Unlimited dynamic depth meets structured, self-correcting cognitive control.
Phase 1: Pretraining
- Train the 700M parameter base with small fixed loops (e.g., 4 outer × 4 inner) on a high-quality 4B token reasoning dataset.
- The dual-module structure prevents the pure OpenMythos loop from collapsing into local minima early in training.
- Maintain the OpenMythos ρ(A) < 1 spectral constraint across the entire hierarchical block to guarantee gradient stability.
Phase 2: Inference & Scale
- Crank the loops at inference: Dynamically increase n_outer based on problem complexity, achieving a 1.6B+ effective parameter depth instantly.
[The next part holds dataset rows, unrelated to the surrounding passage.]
//! Token-analytics GraphQL client. Read-only; used to evaluate tokens
//! before trading them.

use eyre::Context as _;
use rust_decimal::Decimal;
use serde_json::{json, Value};
use std::{str::FromStr as _, time::Duration};

const ANALYTICS_TIMEOUT: Duration = Duration::from_secs(15);

const TOKEN_QUERY: &str = "\
query TokenDetails($address: String!, $networkId: Int!) {\n\
  token(input: { address: $address, networkId: $networkId }) {\n\
    name\n\
    symbol\n\
    info { circulatingSupply }\n\
    priceUSD\n\
    liquidity\n\
    volume24\n\
    holders\n\
  }\n\
}";

#[derive(Debug, Clone)]
pub struct TokenDetails {
    pub name: String,
    pub symbol: String,
    pub price_usd: Option<Decimal>,
    pub liquidity_usd: Option<Decimal>,
    pub volume_24h_usd: Option<Decimal>,
    pub holders: Option<u64>,
}

#[derive(Debug, Clone)]
pub struct AnalyticsClient {
    url: String,
    api_key: String,
    client: reqwest::Client,
}

fn decimal_field(v: &Value, field: &str) -> Option<Decimal> {
    match v.get(field) {
        Some(Value::String(s)) => Decimal::from_str(s).ok(),
        Some(Value::Number(n)) => Decimal::from_str(&n.to_string()).ok(),
        _ => None,
    }
}

impl AnalyticsClient {
    pub fn new(url: &str, api_key: &str) -> eyre::Result<Self> {
        let client = reqwest::Client::builder()
            .timeout(ANALYTICS_TIMEOUT)
            .build()
            .context("build analytics http client")?;
        Ok(Self {
            url: url.to_owned(),
            api_key: api_key.to_owned(),
            client,
        })
    }

    pub async fn token_details(&self, chain_id: u64, token: &str) -> eyre::Result<TokenDetails> {
        let body = json!({
            "query": TOKEN_QUERY,
            "variables": { "address": token, "networkId": chain_id },
        });
        let resp = self
            .client
            .post(&self.url)
            .header("Authorization", &self.api_key)
            .json(&body)
            .send()
            .await
            .context("analytics request")?;
        let status = resp.status();
        if !status.is_success() {
            eyre::bail!("analytics http {status}");
        }
        let v: Value = resp.json().await.context("decode analytics response")?;
        if let Some(errors) = v.get("errors").and_then(Value::as_array) {
            if let Some(first) = errors.first() {
                let msg = first
                    .get("message")
                    .and_then(Value::as_str)
                    .unwrap_or("unknown graphql error");
                eyre::bail!("analytics query failed: {msg}");
            }
        }
        let t = v
            .pointer("/data/token")
            .filter(|x| !x.is_null())
            .ok_or_else(|| eyre::eyre!("token not found in analytics dataset: {token}"))?;
        Ok(TokenDetails {
            name: t
                .get("name")
                .and_then(Value::as_str)
                .unwrap_or("unknown")
                .to_owned(),
            symbol: t
                .get("symbol")
                .and_then(Value::as_str)
                .unwrap_or("?")
                .to_owned(),
            price_usd: decimal_field(t, "priceUSD"),
            liquidity_usd: decimal_field(t, "liquidity"),
            volume_24h_usd: decimal_field(t, "volume24"),
            holders: t.get("holders").and_then(Value::as_u64),
        })
    }
}

impl TokenDetails {
    /// One-paragraph rendering for the agent channel.
    pub fn summarize(&self, token: &str) -> String {
        let mut parts = vec![format!("{} ({}) at {token}", self.name, self.symbol)];
        if let Some(p) = self.price_usd {
            parts.push(format!("price ${p}"));
        }
        if let Some(l) = self.liquidity_usd {
            parts.push(format!("liquidity ${l}"));
        }
        if let Some(vol) = self.volume_24h_usd {
            parts.push(format!("24h volume ${vol}"));
        }
        if let Some(h) = self.holders {
            parts.push(format!("{h} holders"));
        }
        parts.join(", ")
    }
}

#[cfg(test)]
mod tests {
    use super::*;

    #[test]
    fn decimal_field_accepts_strings_and_numbers() {
        let v = json!({ "a": "1.25", "b": 3, "c": true });
        assert_eq!(decimal_field(&v, "a"), Decimal::from_str("1.25").ok());
        assert_eq!(decimal_field(&v, "b"), Decimal::from_str("3").ok());
        assert_eq!(decimal_field(&v, "c"), None);
        assert_eq!(decimal_field(&v, "missing"), None);
    }

    #[test]
    fn summary_includes_known_fields_only() {
        let d = TokenDetails {
            name: "Wrapped AVAX".into(),
            symbol: "WAVAX".into(),
            price_usd: Decimal::from_str("31.5").ok(),
            liquidity_usd: None,
            volume_24h_usd: None,
            holders: Some(1200),
        };
        let s = d.summarize("0xb31f66aa3c1e785363f0875a1b74e27b85fd66c7");
        assert!(s.contains("WAVAX"));
        assert!(s.contains("price $31.5"));
        assert!(s.contains("1200 holders"));
        assert!(!s.contains("liquidity"));
    }
}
- Instruction tuning is performed by freezing the recurrent core and only updating the Prelude/Coda layers, making it incredibly cheap.
- Yields a model possessing both "quick reflexes" (L-module) and "strategic oversight" (H-module).
Projected Scaling Efficiency
Because Chimera computes iteratively in the latent space, parameter count is no longer tied to reasoning depth. A 700M Chimera model structurally mimics the logic depth of an 8B monolithic transformer, but uses hierarchical steering to avoid getting lost in the loop.
*Hypothetical performance based on architecture synthesis.